Pierre Florin, président du GTAM, dit ne pas être hostile à la création d'une telle mutuelle, « à condition toutefois que les règles du jeu soient les mêmes ». Autrement dit, que cette mutuelle ne soit pas subventionnée par l'Etat. « Nous visons le même but : d'abord, assurer les médecins libéraux, ensuite, faire en sorte que les primes d'assurances ne soient pas disproportionnées vis-à-vis de leurs ressources. Donc, pourquoi pas une mutuelle professionnelle ? Mais l'AGRIM se heurtera aux mêmes problèmes que nous. Si son objectif est de réduire les primes, je ne suis pas sûr qu'elle parvienne à faire mieux que nous. »
D'ici à l'expiration du GTAM, une solution devra bien émerger. Chacun semble donc réfléchir de son côté sur une solution post-31 décembre 2003. « Nos propositions ne sont pas concurrentielles », assure le Dr Ponseillé. « Je ne crois pas en revanche qu'il soit de l'intérêt des médecins d'être assurés par le même assureur que celui de leur établissement. » Le Dr Ponseillé semble attendre pour l'instant que le marché « se réveille ».« Bien sûr, nous préférerions que les assureurs fassent leur travail ; mais, si le marché de l'assurance n'évolue pas ou bien s'il évolue dans le mauvais sens, nous devrons être en mesure de proposer nous-mêmes une alternative. »

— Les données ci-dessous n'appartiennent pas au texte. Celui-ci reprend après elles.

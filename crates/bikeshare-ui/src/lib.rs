//! Text presentation layer for the bikeshare explorer.
//!
//! Turns analysis results and raw trip pages into aligned plain text for
//! stdout.

pub mod report_view;
pub mod table_view;

pub use bikeshare_core as core;
//! Insertion-ordered frequency counting.
//!
//! Every "most common" figure in the reports comes from a [`FrequencyTable`].
//! Ties always resolve to the value that was seen first in table order, so a
//! mode is deterministic for a given row order.

use std::collections::HashMap;
use std::hash::Hash;

/// The most frequent value of a column and how often it occurred.
#[derive(Debug, Clone, PartialEq, Eq)]
pub struct Mode<K> {
    pub value: K,
    pub count: u64,
}

impl<K> Mode<K> {
    pub fn map<U>(self, f: impl FnOnce(K) -> U) -> Mode<U> {
        Mode {
            value: f(self.value),
            count: self.count,
        }
    }
}

/// Value counts that remember first-seen order.
#[derive(Debug, Clone)]
pub struct FrequencyTable<K> {
    entries: Vec<(K, u64)>,
    index: HashMap<K, usize>,
    total: u64,
}

impl<K> Default for FrequencyTable<K> {
    fn default() -> Self {
        Self {
            entries: Vec::new(),
            index: HashMap::new(),
            total: 0,
        }
    }
}

impl<K: Eq + Hash + Clone> FrequencyTable<K> {
    pub fn new() -> Self {
        Self::default()
    }

    /// Count one occurrence of `key`.
    pub fn add(&mut self, key: K) {
        self.total += 1;
        if let Some(&pos) = self.index.get(&key) {
            self.entries[pos].1 += 1;
            return;
        }
        self.index.insert(key.clone(), self.entries.len());
        self.entries.push((key, 1));
    }

    pub fn count(&self, key: &K) -> u64 {
        self.index
            .get(key)
            .map(|&pos| self.entries[pos].1)
            .unwrap_or(0)
    }

    /// Number of observations added.
    pub fn total(&self) -> u64 {
        self.total
    }

    /// Number of distinct values.
    pub fn len(&self) -> usize {
        self.entries.len()
    }

    pub fn is_empty(&self) -> bool {
        self.entries.is_empty()
    }

    /// Most frequent value; the first-seen value wins a tie. `None` when
    /// nothing was counted.
    pub fn mode(&self) -> Option<Mode<K>> {
        let mut best: Option<&(K, u64)> = None;
        for entry in &self.entries {
            if best.map_or(true, |b| entry.1 > b.1) {
                best = Some(entry);
            }
        }
        best.map(|(value, count)| Mode {
            value: value.clone(),
            count: *count,
        })
    }

    /// All values by descending count, ties in first-seen order.
    pub fn ranked(&self) -> Vec<(K, u64)> {
        let mut ranked = self.entries.clone();
        // Stable sort keeps first-seen order inside equal counts.
        ranked.sort_by(|a, b| b.1.cmp(&a.1));
        ranked
    }

    /// The `n` highest-ranked values.
    pub fn top(&self, n: usize) -> Vec<(K, u64)> {
        let mut ranked = self.ranked();
        ranked.truncate(n);
        ranked
    }
}

impl<K: Eq + Hash + Clone> FromIterator<K> for FrequencyTable<K> {
    fn from_iter<I: IntoIterator<Item = K>>(iter: I) -> Self {
        let mut table = Self::new();
        for key in iter {
            table.add(key);
        }
        table
    }
}
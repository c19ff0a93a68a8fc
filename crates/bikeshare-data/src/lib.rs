//! Data layer for the bikeshare explorer.
//!
//! Loads a city's CSV into a [`bikeshare_core::models::Dataset`], narrows it
//! by month and weekday, and computes the time, station, duration and user
//! statistics.

pub mod aggregator;
pub mod analysis;
pub mod filter;
pub mod reader;
pub mod reporters;

pub use bikeshare_core as core;
mod category;
mod ids;
mod level;
mod progress;
mod question;
mod result;

pub use ids::{CategoryId, LevelId, QuestionId};

pub use category::{Accent, Category, CategoryIcon, CategoryTheme, DifficultyTier};
pub use level::Level;
pub use progress::ProgressRecord;
pub use question::{Question, QuestionError};
pub use result::{QuestionOutcome, ResultSummary};
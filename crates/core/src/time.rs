use chrono::{DateTime, Duration, Utc};

/// Wall-clock source for sessions and progress timestamps.
///
/// Timers in a quiz are advisory: they are read, never waited on.
#[derive(Debug, Clone, Copy, Default)]
pub enum Clock {
    #[default]
    Default,
    Fixed(DateTime<Utc>),
}

impl Clock {
    /// Returns a clock that uses the current system time.
    #[must_use]
    pub fn default_clock() -> Self {
        Self::Default
    }

    /// Returns a clock fixed at the given timestamp.
    #[must_use]
    pub fn fixed(at: DateTime<Utc>) -> Self {
        Self::Fixed(at)
    }

    /// Returns the current time according to the clock.
    #[must_use]
    pub fn now(&self) -> DateTime<Utc> {
        match self {
            Clock::Default => Utc::now(),
            Clock::Fixed(t) => *t,
        }
    }

    /// Current time as epoch milliseconds, the unit stored in progress records.
    #[must_use]
    pub fn now_millis(&self) -> i64 {
        self.now().timestamp_millis()
    }

    /// If this is a fixed clock, advance it by the given duration.
    ///
    /// Has no effect on `Clock::Default`.
    pub fn advance(&mut self, delta: Duration) {
        if let Clock::Fixed(t) = self {
            *t += delta;
        }
    }
}

/// Whole seconds from `start` to `end`, floored and never negative.
#[must_use]
pub fn whole_seconds_between(start: DateTime<Utc>, end: DateTime<Utc>) -> u64 {
    let millis = (end - start).num_milliseconds();
    u64::try_from(millis.div_euclid(1000)).unwrap_or(0)
}

/// Deterministic timestamp for tests and examples (2023-11-14T22:13:20Z).
pub const FIXED_TEST_TIMESTAMP: i64 = 1_700_000_000;

/// Returns a deterministic `DateTime<Utc>` for tests and doc examples.
///
/// # Panics
///
/// Panics if the fixed timestamp cannot be represented.
#[must_use]
pub fn fixed_now() -> DateTime<Utc> {
    DateTime::<Utc>::from_timestamp(FIXED_TEST_TIMESTAMP, 0)
        .expect("fixed timestamp should be valid")
}

/// Returns a `Clock` fixed at the deterministic test timestamp.
#[must_use]
pub fn fixed_clock() -> Clock {
    Clock::fixed(fixed_now())
}
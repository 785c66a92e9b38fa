//! The learner's progress collection.
//!
//! All records live as one JSON array under `PROGRESS_KEY`. Reads are
//! forgiving: a missing key, unparseable text or an unexpected shape all load
//! as "no progress". Writes always replace the whole array.

use std::sync::Arc;

use quiz_core::model::ProgressRecord;
use serde_json::Value;
use tracing::{debug, warn};

use crate::repository::{KeyValueStore, StorageError};

/// Key holding the serialized progress collection.
pub const PROGRESS_KEY: &str = "quiz-progress";

/// Read/merge/write access to progress records.
///
/// This is the only way the rest of the system touches persisted progress.
#[derive(Clone)]
pub struct ProgressStore {
    kv: Arc<dyn KeyValueStore>,
}

impl ProgressStore {
    #[must_use]
    pub fn new(kv: Arc<dyn KeyValueStore>) -> Self {
        Self { kv }
    }

    /// Load every stored record, in stored order.
    ///
    /// Never fails: read errors and corrupt data are logged and treated as an
    /// empty collection.
    pub async fn load(&self) -> Vec<ProgressRecord> {
        let raw = match self.kv.get_value(PROGRESS_KEY).await {
            Ok(Some(raw)) => raw,
            Ok(None) => return Vec::new(),
            Err(err) => {
                warn!(error = %err, "progress store unreadable; treating as empty");
                return Vec::new();
            }
        };
        decode_records(&raw)
    }

    /// Replace the stored collection with `records`.
    ///
    /// # Errors
    ///
    /// Returns `StorageError` if serialization fails or the medium rejects the
    /// write. The previous collection is left untouched in that case.
    pub async fn save(&self, records: &[ProgressRecord]) -> Result<(), StorageError> {
        let raw = serde_json::to_string(records)
            .map_err(|err| StorageError::Serialization(err.to_string()))?;
        self.kv.put_value(PROGRESS_KEY, &raw).await
    }

    /// Insert `record`, replacing any record for the same (category, level).
    ///
    /// The new record goes to the end of the collection. An absent or
    /// undecodable collection starts fresh, but a failed read aborts so other
    /// records are never overwritten.
    ///
    /// # Errors
    ///
    /// Returns `StorageError` if the current collection cannot be read or the
    /// merged collection cannot be written.
    pub async fn upsert(&self, record: ProgressRecord) -> Result<(), StorageError> {
        let mut records = match self.kv.get_value(PROGRESS_KEY).await? {
            Some(raw) => decode_records(&raw),
            None => Vec::new(),
        };
        records.retain(|existing| !existing.is_for(&record.category_id, &record.level_id));
        debug!(
            category = %record.category_id,
            level = %record.level_id,
            completed = record.completed,
            "upserting progress record"
        );
        records.push(record);
        self.save(&records).await
    }
}

/// Decode a stored collection as leniently as possible.
///
/// - invalid JSON or a non-array value yields an empty list;
/// - array entries that do not look like a record are skipped.
#[must_use]
pub fn decode_records(raw: &str) -> Vec<ProgressRecord> {
    let value: Value = match serde_json::from_str(raw) {
        Ok(value) => value,
        Err(err) => {
            warn!(error = %err, "stored progress is not valid JSON; ignoring it");
            return Vec::new();
        }
    };

    let Value::Array(items) = value else {
        warn!("stored progress is not a list; ignoring it");
        return Vec::new();
    };

    let total = items.len();
    let records: Vec<ProgressRecord> = items
        .into_iter()
        .filter_map(|item| serde_json::from_value(item).ok())
        .collect();

    if records.len() != total {
        warn!(
            skipped = total - records.len(),
            "dropped malformed progress entries"
        );
    }
    records
}
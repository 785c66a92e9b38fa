mod handoff;
mod progress;
mod results;
mod view;
mod workflow;

// Public API of the session subsystem.
pub use crate::error::QuizError;
pub use handoff::{ResultHandoff, ResultsSlot};
pub use progress::SessionProgress;
pub use results::{QuestionReviewItem, ResultsView, build_results_view};
pub use view::QuestionView;
pub use workflow::{AdvanceResult, CompletedQuiz, QuizLoopService, StartedQuiz};
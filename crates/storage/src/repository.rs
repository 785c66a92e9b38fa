use async_trait::async_trait;
use std::collections::HashMap;
use std::sync::{Arc, Mutex};
use thiserror::Error;

/// Errors surfaced by storage adapters.
#[derive(Debug, Error)]
#[non_exhaustive]
pub enum StorageError {
    #[error("storage quota exceeded: {needed} bytes needed, {limit} allowed")]
    QuotaExceeded { needed: usize, limit: usize },

    #[error("storage unavailable: {0}")]
    Unavailable(String),

    #[error("connection error: {0}")]
    Connection(String),

    #[error("serialization error: {0}")]
    Serialization(String),
}

/// String key-value medium holding serialized application state.
///
/// `put_value` replaces the whole value for a key in one step; readers never
/// observe a partially written value.
#[async_trait]
pub trait KeyValueStore: Send + Sync {
    /// Read the value stored under `key`.
    ///
    /// Returns `Ok(None)` when the key has never been written.
    ///
    /// # Errors
    ///
    /// Returns `StorageError` if the medium cannot be read.
    async fn get_value(&self, key: &str) -> Result<Option<String>, StorageError>;

    /// Replace the value stored under `key`.
    ///
    /// # Errors
    ///
    /// Returns `StorageError` if the medium is unavailable or full.
    async fn put_value(&self, key: &str, value: &str) -> Result<(), StorageError>;
}

/// Simple in-memory store for tests and ephemeral runs.
///
/// An optional byte quota makes oversized writes fail the way a full local
/// store would.
#[derive(Clone, Default)]
pub struct InMemoryKeyValueStore {
    values: Arc<Mutex<HashMap<String, String>>>,
    quota_bytes: Option<usize>,
}

impl InMemoryKeyValueStore {
    #[must_use]
    pub fn new() -> Self {
        Self::default()
    }

    /// Store that rejects writes once total stored bytes would exceed `quota_bytes`.
    #[must_use]
    pub fn with_quota(quota_bytes: usize) -> Self {
        Self {
            values: Arc::new(Mutex::new(HashMap::new())),
            quota_bytes: Some(quota_bytes),
        }
    }

    /// Write a raw value without any quota check, e.g. to simulate corruption.
    ///
    /// # Errors
    ///
    /// Returns `StorageError::Connection` if the lock is poisoned.
    pub fn insert_raw(&self, key: &str, value: &str) -> Result<(), StorageError> {
        let mut guard = self
            .values
            .lock()
            .map_err(|e| StorageError::Connection(e.to_string()))?;
        guard.insert(key.to_owned(), value.to_owned());
        Ok(())
    }
}

#[async_trait]
impl KeyValueStore for InMemoryKeyValueStore {
    async fn get_value(&self, key: &str) -> Result<Option<String>, StorageError> {
        let guard = self
            .values
            .lock()
            .map_err(|e| StorageError::Connection(e.to_string()))?;
        Ok(guard.get(key).cloned())
    }

    async fn put_value(&self, key: &str, value: &str) -> Result<(), StorageError> {
        let mut guard = self
            .values
            .lock()
            .map_err(|e| StorageError::Connection(e.to_string()))?;

        if let Some(limit) = self.quota_bytes {
            let others: usize = guard
                .iter()
                .filter(|(k, _)| k.as_str() != key)
                .map(|(k, v)| k.len() + v.len())
                .sum();
            let needed = others + key.len() + value.len();
            if needed > limit {
                return Err(StorageError::QuotaExceeded { needed, limit });
            }
        }

        guard.insert(key.to_owned(), value.to_owned());
        Ok(())
    }
}

/// Storage backend behind a trait object for easy backend swapping.
#[derive(Clone)]
pub struct Storage {
    pub kv: Arc<dyn KeyValueStore>,
}

impl Storage {
    #[must_use]
    pub fn in_memory() -> Self {
        Self {
            kv: Arc::new(InMemoryKeyValueStore::new()),
        }
    }
}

Les compagnies d'assurance se penchent sur ce problème avec attention, tente de rassurer Pierre Florin. Si c'est le cas, elles devront de toute façon se prononcer avant l'été. « Si l'AGRIM avance dans sa réflexion et si elle le souhaite, nous sommes prêts à discuter avec elle », souligne le président du GTAM.
Michel Dupuydauby, directeur général de la MACSF (Mutuelle d'assurance du corps de santé français), la principale assurance individuelle des praticiens français, semble attendre avec un amusement non dissimulé les tarifs que proposera l'AGRIM. « Nous sommes dans le même rapport politique qui peut exister entre l'opposition et le parti qui gouverne. Il est facile de critiquer, il est plus difficile de faire mieux une fois qu'on est au pouvoir. Il faudra bien que l'AGRIM se rende compte que le risque médical est lourd et qu'elle devra appeler des primes. » La MACSF assure moins de 20 % des spécialistes dits à risque et elle a augmenté leurs primes du même pourcentage en 2003. « Je ne pense pas que cette hausse soit "intolérable" », remarque Michel Dupuydauby. « Nous assurons très peu de ces spécialités à risque. Donc, je serai plutôt satisfait de voir une compagnie d'assurance qui leur soit dédiée ».